===== THE DATA =====

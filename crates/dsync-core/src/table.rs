//! Keyed resource table - one instance per resource kind

use crate::error::{Error, Result};
use crate::resource::Record;
use std::collections::BTreeMap;

/// At most one record per identity key, iterated in key order
#[derive(Debug, Clone)]
pub struct ResourceTable<R: Record> {
    records: BTreeMap<R::Key, R>,
}

impl<R: Record> ResourceTable<R> {
    pub fn new() -> Self {
        Self {
            records: BTreeMap::new(),
        }
    }

    /// Insert a record under its own key, returning any record it replaced
    pub fn insert(&mut self, record: R) -> Option<R> {
        self.records.insert(record.key(), record)
    }

    /// Replace an existing record, returning the previous snapshot.
    ///
    /// Fails with `KeyNotFound` if nothing is stored under the record's key;
    /// the table is left unchanged in that case.
    pub fn replace(&mut self, record: R) -> Result<R> {
        match self.records.get_mut(&record.key()) {
            Some(slot) => Ok(std::mem::replace(slot, record)),
            None => Err(Error::key_not_found(R::KIND, record.key())),
        }
    }

    pub fn remove(&mut self, key: &R::Key) -> Result<R> {
        self.records
            .remove(key)
            .ok_or_else(|| Error::key_not_found(R::KIND, key))
    }

    pub fn get(&self, key: &R::Key) -> Result<&R> {
        self.records
            .get(key)
            .ok_or_else(|| Error::key_not_found(R::KIND, key))
    }

    pub fn contains(&self, key: &R::Key) -> bool {
        self.records.contains_key(key)
    }

    pub fn iter(&self) -> impl Iterator<Item = &R> {
        self.records.values()
    }

    pub fn len(&self) -> usize {
        self.records.len()
    }

    pub fn is_empty(&self) -> bool {
        self.records.is_empty()
    }
}

impl<R: Record> Default for ResourceTable<R> {
    fn default() -> Self {
        Self::new()
    }
}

=====

→ TASK INSTRUCTIONS:
Using the records above, find the number of lines that contain the string "impl", and give that number without further comment.

→ WRITTEN SOLUTION:
3